EXERCISE: Word for word, copy the records that follow.

(Items from a data source)
//! Bound parameter values and declared database types.

use chrono::NaiveDateTime;
use serde::{Deserialize, Serialize};
use uuid::Uuid;

/// Declared database type of a field or parameter.
#[derive(Debug, Clone, Copy, PartialEq, Eq, Hash, Serialize, Deserialize)]
pub enum DbType {
    AnsiString,
    Binary,
    Boolean,
    Byte,
    Currency,
    Date,
    DateTime,
    DateTime2,
    DateTimeOffset,
    Decimal,
    Double,
    Guid,
    Int16,
    Int32,
    Int64,
    Object,
    Single,
    String,
    Time,
    Xml,
}

/// A dynamically-typed value bound to a statement parameter.
///
/// Deserialization is untagged: JSON/TOML scalars map onto `Null`, `Bool`,
/// `Int`, `Float` and `Text`, arrays onto `List`. `Bytes`, `Uuid` and
/// `DateTime` are only produced from Rust values.
#[derive(Debug, Clone, PartialEq, Default, Serialize, Deserialize)]
#[serde(untagged)]
pub enum Value {
    #[default]
    Null,
    Bool(bool),
    Int(i64),
    Float(f64),
    Text(String),
    List(Vec<Value>),
    Bytes(Vec<u8>),
    Uuid(Uuid),
    DateTime(NaiveDateTime),
}

impl Value {
    /// Whether this is `Value::Null`.
    pub fn is_null(&self) -> bool {
        matches!(self, Value::Null)
    }

    /// Borrow the elements of a `List` value.
    pub fn as_list(&self) -> Option<&[Value]> {
        match self {
            Value::List(items) => Some(items),
            _ => None,
        }
    }

    /// Borrow the string of a `Text` value.
    pub fn as_str(&self) -> Option<&str> {
        match self {
            Value::Text(s) => Some(s),
            _ => None,
        }
    }
}

impl From<bool> for Value {
    fn from(v: bool) -> Self {
        Value::Bool(v)
    }
}

impl From<i16> for Value {
    fn from(v: i16) -> Self {
        Value::Int(v.into())
    }
}

impl From<i32> for Value {
    fn from(v: i32) -> Self {
        Value::Int(v.into())
    }
}

impl From<i64> for Value {
    fn from(v: i64) -> Self {
        Value::Int(v)
    }
}

impl From<u32> for Value {
    fn from(v: u32) -> Self {
        Value::Int(v.into())
    }
}

impl From<f32> for Value {
    fn from(v: f32) -> Self {
        Value::Float(v.into())
    }
}

impl From<f64> for Value {
    fn from(v: f64) -> Self {
        Value::Float(v)
    }
}

impl From<&str> for Value {
    fn from(v: &str) -> Self {
        Value::Text(v.to_string())
    }
}

impl From<String> for Value {
    fn from(v: String) -> Self {
        Value::Text(v)
    }
}

impl From<Uuid> for Value {
    fn from(v: Uuid) -> Self {
        Value::Uuid(v)
    }
}

impl From<NaiveDateTime> for Value {
    fn from(v: NaiveDateTime) -> Self {
        Value::DateTime(v)
    }
}

impl<T: Into<Value>> From<Vec<T>> for Value {
    fn from(v: Vec<T>) -> Self {
        Value::List(v.into_iter().map(Into::into).collect())
    }
}

impl<T: Into<Value>> From<Option<T>> for Value {
    fn from(v: Option<T>) -> Self {
        v.map_or(Value::Null, Into::into)
    }
}

impl From<serde_json::Value> for Value {
    fn from(v: serde_json::Value) -> Self {
        match v {
            serde_json::Value::Null => Value::Null,
            serde_json::Value::Bool(b) => Value::Bool(b),
            serde_json::Value::Number(n) => match n.as_i64() {
                Some(i) => Value::Int(i),
                None => Value::Float(n.as_f64().unwrap_or_default()),
            },
            serde_json::Value::String(s) => Value::Text(s),
            serde_json::Value::Array(items) => {
                Value::List(items.into_iter().map(Value::from).collect())
            }
            // Nested objects are kept as their JSON text.
            serde_json::Value::Object(map) => {
                Value::Text(serde_json::Value::Object(map).to_string())
            }
        }
    }
}

#[cfg(test)]
mod tests {
    use super::*;

    #[test]
    fn option_none_is_null() {
        assert!(Value::from(None::<i32>).is_null());
        assert_eq!(Value::from(Some(5)), Value::Int(5));
    }

    #[test]
    fn json_array_becomes_list() {
        let v = Value::from(serde_json::json!([1, "a", null]));
        assert_eq!(
            v,
            Value::List(vec![Value::Int(1), Value::Text("a".into()), Value::Null])
        );
    }

    #[test]
    fn untagged_deserialize_prefers_scalars() {
        let v: Value = serde_json::from_str("[1, 2.5, true]").unwrap();
        assert_eq!(
            v,
            Value::List(vec![Value::Int(1), Value::Float(2.5), Value::Bool(true)])
        );
    }
}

RESPONSE AREA:
//! Bound parameter values and declared database types.

use chrono::NaiveDateTime;
use serde::{Deserialize, Serialize};
use uuid::Uuid;

/// Declared database type of a field or parameter.
#[derive(Debug, Clone, Copy, PartialEq, Eq, Hash, Serialize, Deserialize)]
pub enum DbType {
    AnsiString,
    Binary,
    Boolean,
    Byte,
    Currency,
    Date,
    DateTime,
    DateTime2,
    DateTimeOffset,
    Decimal,
    Double,
    Guid,
    Int16,
    Int32,
    Int64,
    Object,
    Single,
    String,
    Time,
    Xml,
}

/// A dynamically-typed value bound to a statement parameter.
///
/// Deserialization is untagged: JSON/TOML scalars map onto `Null`, `Bool`,
/// `Int`, `Float` and `Text`, arrays onto `List`. `Bytes`, `Uuid` and
/// `DateTime` are only produced from Rust values.
#[derive(Debug, Clone, PartialEq, Default, Serialize, Deserialize)]
#[serde(untagged)]
pub enum Value {
    #[default]
    Null,
    Bool(bool),
    Int(i64),
    Float(f64),
    Text(String),
    List(Vec<Value>),
    Bytes(Vec<u8>),
    Uuid(Uuid),
    DateTime(NaiveDateTime),
}

impl Value {
    /// Whether this is `Value::Null`.
    pub fn is_null(&self) -> bool {
        matches!(self, Value::Null)
    }

    /// Borrow the elements of a `List` value.
    pub fn as_list(&self) -> Option<&[Value]> {
        match self {
            Value::List(items) => Some(items),
            _ => None,
        }
    }

    /// Borrow the string of a `Text` value.
    pub fn as_str(&self) -> Option<&str> {
        match self {
            Value::Text(s) => Some(s),
            _ => None,
        }
    }
}

impl From<bool> for Value {
    fn from(v: bool) -> Self {
        Value::Bool(v)
    }
}

impl From<i16> for Value {
    fn from(v: i16) -> Self {
        Value::Int(v.into())
    }
}

impl From<i32> for Value {
    fn from(v: i32) -> Self {
        Value::Int(v.into())
    }
}

impl From<i64> for Value {
    fn from(v: i64) -> Self {
        Value::Int(v)
    }
}

impl From<u32> for Value {
    fn from(v: u32) -> Self {
        Value::Int(v.into())
    }
}

impl From<f32> for Value {
    fn from(v: f32) -> Self {
        Value::Float(v.into())
    }
}

impl From<f64> for Value {
    fn from(v: f64) -> Self {
        Value::Float(v)
    }
}

impl From<&str> for Value {
    fn from(v: &str) -> Self {
        Value::Text(v.to_string())
    }
}

impl From<String> for Value {
    fn from(v: String) -> Self {
        Value::Text(v)
    }
}

impl From<Uuid> for Value {
    fn from(v: Uuid) -> Self {
        Value::Uuid(v)
    }
}

impl From<NaiveDateTime> for Value {
    fn from(v: NaiveDateTime) -> Self {
        Value::DateTime(v)
    }
}

impl<T: Into<Value>> From<Vec<T>> for Value {
    fn from(v: Vec<T>) -> Self {
        Value::List(v.into_iter().map(Into::into).collect())
    }
}

impl<T: Into<Value>> From<Option<T>> for Value {
    fn from(v: Option<T>) -> Self {
        v.map_or(Value::Null, Into::into)
    }
}

impl From<serde_json::Value> for Value {
    fn from(v: serde_json::Value) -> Self {
        match v {
            serde_json::Value::Null => Value::Null,
            serde_json::Value::Bool(b) => Value::Bool(b),
            serde_json::Value::Number(n) => match n.as_i64() {
                Some(i) => Value::Int(i),
                None => Value::Float(n.as_f64().unwrap_or_default()),
            },
            serde_json::Value::String(s) => Value::Text(s),
            serde_json::Value::Array(items) => {
                Value::List(items.into_iter().map(Value::from).collect())
            }
            // Nested objects are kept as their JSON text.
            serde_json::Value::Object(map) => {
                Value::Text(serde_json::Value::Object(map).to_string())
            }
        }
    }
}

#[cfg(test)]
mod tests {
    use super::*;

    #[test]
    fn option_none_is_null() {
        assert!(Value::from(None::<i32>).is_null());
        assert_eq!(Value::from(Some(5)), Value::Int(5));
    }

    #[test]
    fn json_array_becomes_list() {
        let v = Value::from(serde_json::json!([1, "a", null]));
        assert_eq!(
            v,
            Value::List(vec![Value::Int(1), Value::Text("a".into()), Value::Null])
        );
    }

    #[test]
    fn untagged_deserialize_prefers_scalars() {
        let v: Value = serde_json::from_str("[1, 2.5, true]").unwrap();
        assert_eq!(
            v,
            Value::List(vec![Value::Int(1), Value::Float(2.5), Value::Bool(true)])
        );
    }
}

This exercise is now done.